Calling All Game Detectives
An e-mail from Chris:I'm writing for a couple reasons. You see and hear enough that maybe I somehow missed it out there in the vast gaming world. And two, maybe I'm not alone?
I grew up with both board games and computer games. It's rare, to almost non-existent, that I've found a computer game that's a good blend. The 4x games come closest, though they usually descend into minutia like building queues (often almost the same) on 17 different cities.
Vic Davis' games, particularly Solium Infernum, might be about as close to an example of the blend.
There was a play-by-mail game called Alamaze, run by a guy I'd become good friends with over the years of playing, Phil McDowell, brother of its creator. Sadly, Phil died of cancers a few years back.
It had a 26x26 board, filled with 3 different sized towns. You had armies, wizards, diplomats, and agents. You could stomp around the board with armies conquering towns. You could sway the towns with diplomats. You could augment armies with wizards, or incapacitate diplomats, or other such things with wizards.
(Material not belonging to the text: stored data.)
//! MongoDB adapters.
//!
//! Implements the repository ports against MongoDB collections:
//!
//! - `users` - user documents with the embedded subscription record
//! - `payments` - append-only verified payment records
//! - `courses` - course documents with embedded lectures
//!
//! Each adapter maps between domain types and collection documents at the
//! boundary; the domain never sees BSON.

mod course_repository;
mod payment_ledger;
mod user_repository;

pub use course_repository::MongoCourseRepository;
pub use payment_ledger::MongoPaymentLedger;
pub use user_repository::MongoUserRepository;

use mongodb::{Client, Database};

use crate::config::DatabaseConfig;

/// Connect to MongoDB and select the configured database.
///
/// A failed connection here is fatal to the service: callers are expected
/// to exit the process, since nothing works without the document store.
pub async fn connect(config: &DatabaseConfig) -> Result<Database, mongodb::error::Error> {
    let client = Client::with_uri_str(&config.url).await?;
    let database = client.database(&config.name);

    // Round-trip a ping so a bad URL fails at startup, not on first request.
    database
        .run_command(mongodb::bson::doc! { "ping": 1 })
        .await?;

    tracing::info!(database = %config.name, "database connected");
    Ok(database)
}
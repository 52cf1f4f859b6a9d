//! Email configuration

use serde::Deserialize;

use super::error::ValidationError;

/// Email configuration (SMTP)
#[derive(Debug, Clone, Deserialize)]
pub struct EmailConfig {
    /// SMTP relay host
    pub smtp_host: String,

    /// SMTP port
    #[serde(default = "default_smtp_port")]
    pub smtp_port: u16,

    /// SMTP username
    pub smtp_username: String,

    /// SMTP password
    pub smtp_password: String,

    /// From email address
    #[serde(default = "default_from_email")]
    pub from_email: String,

    /// From display name
    #[serde(default = "default_from_name")]
    pub from_name: String,

    /// Recipient for contact form submissions
    pub contact_email: String,
}

impl EmailConfig {
    /// Get formatted "From" header value
    pub fn from_header(&self) -> String {
        format!("{} <{}>", self.from_name, self.from_email)
    }

    /// Validate email configuration
    pub fn validate(&self) -> Result<(), ValidationError> {
        if self.smtp_host.is_empty() {
            return Err(ValidationError::MissingRequired("SMTP_HOST"));
        }
        if self.smtp_username.is_empty() {
            return Err(ValidationError::MissingRequired("SMTP_USERNAME"));
        }
        if self.smtp_password.is_empty() {
            return Err(ValidationError::MissingRequired("SMTP_PASSWORD"));
        }
        if !self.from_email.contains('@') {
            return Err(ValidationError::InvalidFromEmail);
        }
        if !self.contact_email.contains('@') {
            return Err(ValidationError::InvalidContactEmail);
        }
        Ok(())
    }
}

fn default_smtp_port() -> u16 {
    587
}

fn default_from_email() -> String {
    "noreply@lectern.dev".to_string()
}

fn default_from_name() -> String {
    "Lectern".to_string()
}

#[cfg(test)]
mod tests {
    use super::*;

    fn valid_config() -> EmailConfig {
        EmailConfig {
            smtp_host: "smtp.example.com".to_string(),
            smtp_port: 587,
            smtp_username: "mailer".to_string(),
            smtp_password: "hunter2".to_string(),
            from_email: "noreply@lectern.dev".to_string(),
            from_name: "Lectern".to_string(),
            contact_email: "hello@lectern.dev".to_string(),
        }
    }

    #[test]
    fn test_valid_config_passes() {
        assert!(valid_config().validate().is_ok());
    }

    #[test]
    fn test_from_header() {
        assert_eq!(valid_config().from_header(), "Lectern <noreply@lectern.dev>");
    }

    #[test]
    fn test_missing_host_rejected() {
        let config = EmailConfig {
            smtp_host: String::new(),
            ..valid_config()
        };
        assert!(config.validate().is_err());
    }

    #[test]
    fn test_invalid_contact_email_rejected() {
        let config = EmailConfig {
            contact_email: "not-an-email".to_string(),
            ..valid_config()
        };
        assert!(config.validate().is_err());
    }
}
//! RemoveCourseHandler - admin command for deleting a course.

use std::sync::Arc;

use crate::domain::course::{Course, CourseError};
use crate::domain::foundation::CourseId;
use crate::ports::{CourseRepository, MediaStorage};

/// Command to delete a course.
#[derive(Debug, Clone)]
pub struct RemoveCourseCommand {
    pub course_id: CourseId,
}

/// Handler for deleting courses.
///
/// Associated media assets are removed best-effort after the document is
/// gone; a storage failure is logged, not surfaced.
pub struct RemoveCourseHandler {
    courses: Arc<dyn CourseRepository>,
    media: Arc<dyn MediaStorage>,
}

impl RemoveCourseHandler {
    pub fn new(courses: Arc<dyn CourseRepository>, media: Arc<dyn MediaStorage>) -> Self {
        Self { courses, media }
    }

    pub async fn handle(&self, cmd: RemoveCourseCommand) -> Result<Course, CourseError> {
        let course = self
            .courses
            .find_by_id(&cmd.course_id)
            .await
            .map_err(|e| CourseError::infrastructure(e.to_string()))?
            .ok_or(CourseError::NotFound(cmd.course_id))?;

        self.courses
            .delete(&cmd.course_id)
            .await
            .map_err(|e| CourseError::infrastructure(e.to_string()))?;

        let mut public_ids: Vec<&str> = Vec::new();
        if let Some(thumbnail) = &course.thumbnail {
            public_ids.push(&thumbnail.public_id);
        }
        for lecture in &course.lectures {
            if let Some(media) = &lecture.media {
                public_ids.push(&media.public_id);
            }
        }
        for public_id in public_ids {
            if let Err(e) = self.media.delete(public_id).await {
                tracing::warn!(public_id, error = %e, "failed to delete media asset");
            }
        }

        tracing::info!(course_id = %course.id, "course removed");
        Ok(course)
    }
}
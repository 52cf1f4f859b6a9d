//! Adapters - implementations of port interfaces.
//!
//! - `razorpay` - payment gateway client (real HTTP adapter and mock)
//! - `mongo` - MongoDB repositories
//! - `media` - external media storage client
//! - `email` - SMTP mailer
//! - `http` - axum REST API

pub mod email;
pub mod http;
pub mod media;
pub mod mongo;
pub mod razorpay;
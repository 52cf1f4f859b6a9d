//! Contact form domain module.

mod message;

pub use message::ContactMessage;
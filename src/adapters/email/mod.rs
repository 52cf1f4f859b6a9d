//! Email adapters.

mod smtp_mailer;

pub use smtp_mailer::SmtpMailer;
Agents could sabotage towns, wizards, kings, and other things.
It was great. So many options, ways to combine strengths. And it had a mechanic I've never seen in a 4x computer game, a limited set of commands you could give based on "influence". Raising your influence so you could issue more commands was a key part of kingdom management. Every 4x games I've ever played, you could command everything every turn.
That act of having to decide what parts of your kingdom was most important to manipulate was probably THE core mechanic that was simultaneously awesome and maddening.
It was sort of a 4x kingdom management. As I browse the Steam list tonight, I can't anything remotely like this game.
Ever heard of anything like it in the computer game world? Sound like something that should exist?
Detective Squad, assemble! What game do you think most closely resembles the play-by-mail game Alamaze?